### Exercise goal
Using the string "SdkGetPaymentRequest" as the key, pull each matching line out of the records below.

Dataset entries
++++++++++++++++++++

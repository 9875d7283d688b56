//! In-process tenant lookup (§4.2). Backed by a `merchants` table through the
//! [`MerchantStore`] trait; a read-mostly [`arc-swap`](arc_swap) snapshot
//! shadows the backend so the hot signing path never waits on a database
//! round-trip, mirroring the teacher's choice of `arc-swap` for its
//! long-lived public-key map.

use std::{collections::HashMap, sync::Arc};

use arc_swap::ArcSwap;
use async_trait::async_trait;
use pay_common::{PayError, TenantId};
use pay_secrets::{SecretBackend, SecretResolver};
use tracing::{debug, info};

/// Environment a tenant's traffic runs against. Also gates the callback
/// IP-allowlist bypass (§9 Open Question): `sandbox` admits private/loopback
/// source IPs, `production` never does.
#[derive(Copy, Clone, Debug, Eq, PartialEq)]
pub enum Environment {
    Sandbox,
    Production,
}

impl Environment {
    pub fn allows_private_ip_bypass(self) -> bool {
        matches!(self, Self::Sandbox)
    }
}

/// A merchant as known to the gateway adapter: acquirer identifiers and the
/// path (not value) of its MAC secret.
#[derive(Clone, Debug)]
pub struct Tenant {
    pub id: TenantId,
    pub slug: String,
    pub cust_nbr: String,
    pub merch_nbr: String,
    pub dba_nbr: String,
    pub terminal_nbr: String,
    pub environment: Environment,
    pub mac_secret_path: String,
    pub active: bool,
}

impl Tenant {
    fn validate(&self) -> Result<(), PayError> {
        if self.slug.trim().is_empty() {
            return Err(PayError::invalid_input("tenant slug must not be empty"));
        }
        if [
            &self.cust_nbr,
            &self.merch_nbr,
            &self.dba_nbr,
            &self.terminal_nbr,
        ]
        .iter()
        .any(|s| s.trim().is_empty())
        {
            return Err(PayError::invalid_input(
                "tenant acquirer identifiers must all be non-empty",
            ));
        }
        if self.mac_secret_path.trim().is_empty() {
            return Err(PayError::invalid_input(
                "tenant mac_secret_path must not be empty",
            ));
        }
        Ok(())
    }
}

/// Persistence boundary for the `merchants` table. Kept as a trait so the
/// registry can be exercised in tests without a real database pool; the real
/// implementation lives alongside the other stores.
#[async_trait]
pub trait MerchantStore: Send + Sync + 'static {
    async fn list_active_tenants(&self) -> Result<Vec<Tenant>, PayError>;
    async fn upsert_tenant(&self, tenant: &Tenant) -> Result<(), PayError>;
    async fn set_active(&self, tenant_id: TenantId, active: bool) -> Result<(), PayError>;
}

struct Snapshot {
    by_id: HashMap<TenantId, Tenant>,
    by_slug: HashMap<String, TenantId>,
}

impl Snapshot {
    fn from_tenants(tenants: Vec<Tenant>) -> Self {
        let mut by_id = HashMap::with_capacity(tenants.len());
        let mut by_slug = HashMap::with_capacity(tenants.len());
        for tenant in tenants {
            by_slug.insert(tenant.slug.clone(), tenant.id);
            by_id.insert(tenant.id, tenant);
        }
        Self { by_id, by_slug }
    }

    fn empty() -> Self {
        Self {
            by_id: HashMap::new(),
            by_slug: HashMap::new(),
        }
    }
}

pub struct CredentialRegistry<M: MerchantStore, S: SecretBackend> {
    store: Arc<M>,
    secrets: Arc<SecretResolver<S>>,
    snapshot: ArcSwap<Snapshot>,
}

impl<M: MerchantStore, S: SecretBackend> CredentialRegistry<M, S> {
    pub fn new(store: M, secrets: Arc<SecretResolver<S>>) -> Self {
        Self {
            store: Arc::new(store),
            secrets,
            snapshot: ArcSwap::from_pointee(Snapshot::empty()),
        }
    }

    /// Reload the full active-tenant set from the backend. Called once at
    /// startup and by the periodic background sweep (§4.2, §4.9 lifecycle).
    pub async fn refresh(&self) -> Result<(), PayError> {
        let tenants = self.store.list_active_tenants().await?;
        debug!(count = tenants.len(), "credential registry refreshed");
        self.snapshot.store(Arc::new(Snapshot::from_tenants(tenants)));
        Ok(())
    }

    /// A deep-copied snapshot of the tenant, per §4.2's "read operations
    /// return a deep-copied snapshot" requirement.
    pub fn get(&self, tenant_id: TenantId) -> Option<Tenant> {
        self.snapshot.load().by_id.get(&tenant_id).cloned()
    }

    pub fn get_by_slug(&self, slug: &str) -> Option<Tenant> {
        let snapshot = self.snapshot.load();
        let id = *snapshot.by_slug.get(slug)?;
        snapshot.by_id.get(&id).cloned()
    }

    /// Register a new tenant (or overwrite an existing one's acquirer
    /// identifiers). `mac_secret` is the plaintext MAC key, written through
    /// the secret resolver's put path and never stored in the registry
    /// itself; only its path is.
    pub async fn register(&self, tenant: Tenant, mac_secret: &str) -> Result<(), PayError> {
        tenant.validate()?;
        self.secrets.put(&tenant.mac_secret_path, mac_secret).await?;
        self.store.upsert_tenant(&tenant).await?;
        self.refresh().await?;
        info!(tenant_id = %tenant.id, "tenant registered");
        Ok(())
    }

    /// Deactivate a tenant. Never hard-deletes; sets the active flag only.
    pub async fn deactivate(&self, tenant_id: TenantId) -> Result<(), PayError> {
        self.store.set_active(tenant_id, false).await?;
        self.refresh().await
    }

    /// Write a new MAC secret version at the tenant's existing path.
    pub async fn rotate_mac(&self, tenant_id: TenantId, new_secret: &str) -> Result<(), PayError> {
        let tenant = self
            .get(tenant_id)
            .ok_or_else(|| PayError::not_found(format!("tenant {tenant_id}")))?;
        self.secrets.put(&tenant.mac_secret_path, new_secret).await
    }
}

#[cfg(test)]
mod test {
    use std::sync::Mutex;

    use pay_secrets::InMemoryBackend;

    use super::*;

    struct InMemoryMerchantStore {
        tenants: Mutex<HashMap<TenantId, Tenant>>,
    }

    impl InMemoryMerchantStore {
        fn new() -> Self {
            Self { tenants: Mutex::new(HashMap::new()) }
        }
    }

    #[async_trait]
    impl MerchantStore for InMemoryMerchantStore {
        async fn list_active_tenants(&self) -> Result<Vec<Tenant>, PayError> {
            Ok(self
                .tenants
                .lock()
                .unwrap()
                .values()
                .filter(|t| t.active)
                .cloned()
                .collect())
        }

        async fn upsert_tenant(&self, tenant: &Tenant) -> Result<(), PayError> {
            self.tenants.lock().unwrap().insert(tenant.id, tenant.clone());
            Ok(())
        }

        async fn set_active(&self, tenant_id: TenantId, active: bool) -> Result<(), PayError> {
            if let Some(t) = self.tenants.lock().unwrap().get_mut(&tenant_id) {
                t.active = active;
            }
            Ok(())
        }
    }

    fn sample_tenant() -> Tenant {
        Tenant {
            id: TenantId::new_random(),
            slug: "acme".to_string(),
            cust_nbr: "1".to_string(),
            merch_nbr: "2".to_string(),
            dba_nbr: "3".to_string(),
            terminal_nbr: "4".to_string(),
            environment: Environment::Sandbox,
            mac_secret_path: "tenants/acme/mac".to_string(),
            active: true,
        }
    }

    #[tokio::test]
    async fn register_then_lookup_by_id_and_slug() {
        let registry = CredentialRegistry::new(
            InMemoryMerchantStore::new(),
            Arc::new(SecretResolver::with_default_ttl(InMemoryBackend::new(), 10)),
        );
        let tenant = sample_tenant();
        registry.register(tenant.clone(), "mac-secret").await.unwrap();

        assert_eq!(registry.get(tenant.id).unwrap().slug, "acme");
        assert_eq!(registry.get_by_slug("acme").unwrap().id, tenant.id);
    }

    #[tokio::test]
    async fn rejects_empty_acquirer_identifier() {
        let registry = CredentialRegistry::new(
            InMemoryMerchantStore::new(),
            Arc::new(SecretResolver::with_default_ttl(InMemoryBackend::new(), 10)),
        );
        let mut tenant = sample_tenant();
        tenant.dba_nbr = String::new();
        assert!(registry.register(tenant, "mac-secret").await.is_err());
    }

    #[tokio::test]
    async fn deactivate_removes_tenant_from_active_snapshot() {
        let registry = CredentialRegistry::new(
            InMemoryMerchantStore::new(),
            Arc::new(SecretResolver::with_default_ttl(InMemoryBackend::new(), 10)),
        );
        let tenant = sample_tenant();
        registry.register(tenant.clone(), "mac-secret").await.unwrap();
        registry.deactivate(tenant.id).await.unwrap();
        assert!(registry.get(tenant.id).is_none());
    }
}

++++++++++++++++++++

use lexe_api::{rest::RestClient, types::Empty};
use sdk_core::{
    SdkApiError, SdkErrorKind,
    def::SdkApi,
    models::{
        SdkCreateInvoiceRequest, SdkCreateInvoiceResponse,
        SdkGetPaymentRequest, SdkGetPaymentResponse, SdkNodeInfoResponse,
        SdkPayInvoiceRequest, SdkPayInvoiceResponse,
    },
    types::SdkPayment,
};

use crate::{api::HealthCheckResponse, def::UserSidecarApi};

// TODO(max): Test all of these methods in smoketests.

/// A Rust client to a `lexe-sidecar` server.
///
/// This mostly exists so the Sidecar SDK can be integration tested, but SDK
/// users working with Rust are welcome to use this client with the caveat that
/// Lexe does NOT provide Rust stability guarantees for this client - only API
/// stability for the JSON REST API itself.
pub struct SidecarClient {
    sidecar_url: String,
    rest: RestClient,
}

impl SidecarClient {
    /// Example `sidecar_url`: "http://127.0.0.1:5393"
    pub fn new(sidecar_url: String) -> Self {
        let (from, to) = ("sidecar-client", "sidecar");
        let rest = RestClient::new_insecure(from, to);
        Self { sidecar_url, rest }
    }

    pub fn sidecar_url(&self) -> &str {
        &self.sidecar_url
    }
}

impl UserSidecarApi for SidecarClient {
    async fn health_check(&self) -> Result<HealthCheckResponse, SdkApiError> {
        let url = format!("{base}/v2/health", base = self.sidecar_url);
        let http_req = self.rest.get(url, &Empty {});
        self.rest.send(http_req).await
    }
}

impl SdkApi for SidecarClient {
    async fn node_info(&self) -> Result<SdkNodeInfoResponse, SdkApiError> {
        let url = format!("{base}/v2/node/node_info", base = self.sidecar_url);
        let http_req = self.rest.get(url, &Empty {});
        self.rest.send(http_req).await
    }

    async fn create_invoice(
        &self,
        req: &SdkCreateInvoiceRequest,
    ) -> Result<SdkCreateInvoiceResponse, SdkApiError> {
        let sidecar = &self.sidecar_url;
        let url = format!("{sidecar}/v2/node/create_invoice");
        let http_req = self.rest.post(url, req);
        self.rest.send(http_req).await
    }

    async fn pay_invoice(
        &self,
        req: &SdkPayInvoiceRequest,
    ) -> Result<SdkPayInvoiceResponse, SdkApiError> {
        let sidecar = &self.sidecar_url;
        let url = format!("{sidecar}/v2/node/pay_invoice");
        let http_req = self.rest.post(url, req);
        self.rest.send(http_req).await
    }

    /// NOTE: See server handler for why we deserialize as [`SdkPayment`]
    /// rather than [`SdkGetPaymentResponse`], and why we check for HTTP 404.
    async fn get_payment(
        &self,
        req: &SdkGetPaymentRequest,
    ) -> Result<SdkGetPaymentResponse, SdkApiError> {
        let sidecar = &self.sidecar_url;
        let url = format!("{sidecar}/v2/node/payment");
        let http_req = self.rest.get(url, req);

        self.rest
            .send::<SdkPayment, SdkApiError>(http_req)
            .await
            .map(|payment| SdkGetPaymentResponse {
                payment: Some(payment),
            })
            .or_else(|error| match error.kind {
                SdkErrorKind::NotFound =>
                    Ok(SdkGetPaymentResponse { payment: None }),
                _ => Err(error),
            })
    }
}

++++++++++++++++++++

### Result
        SdkGetPaymentRequest, SdkGetPaymentResponse, SdkNodeInfoResponse,
        req: &SdkGetPaymentRequest,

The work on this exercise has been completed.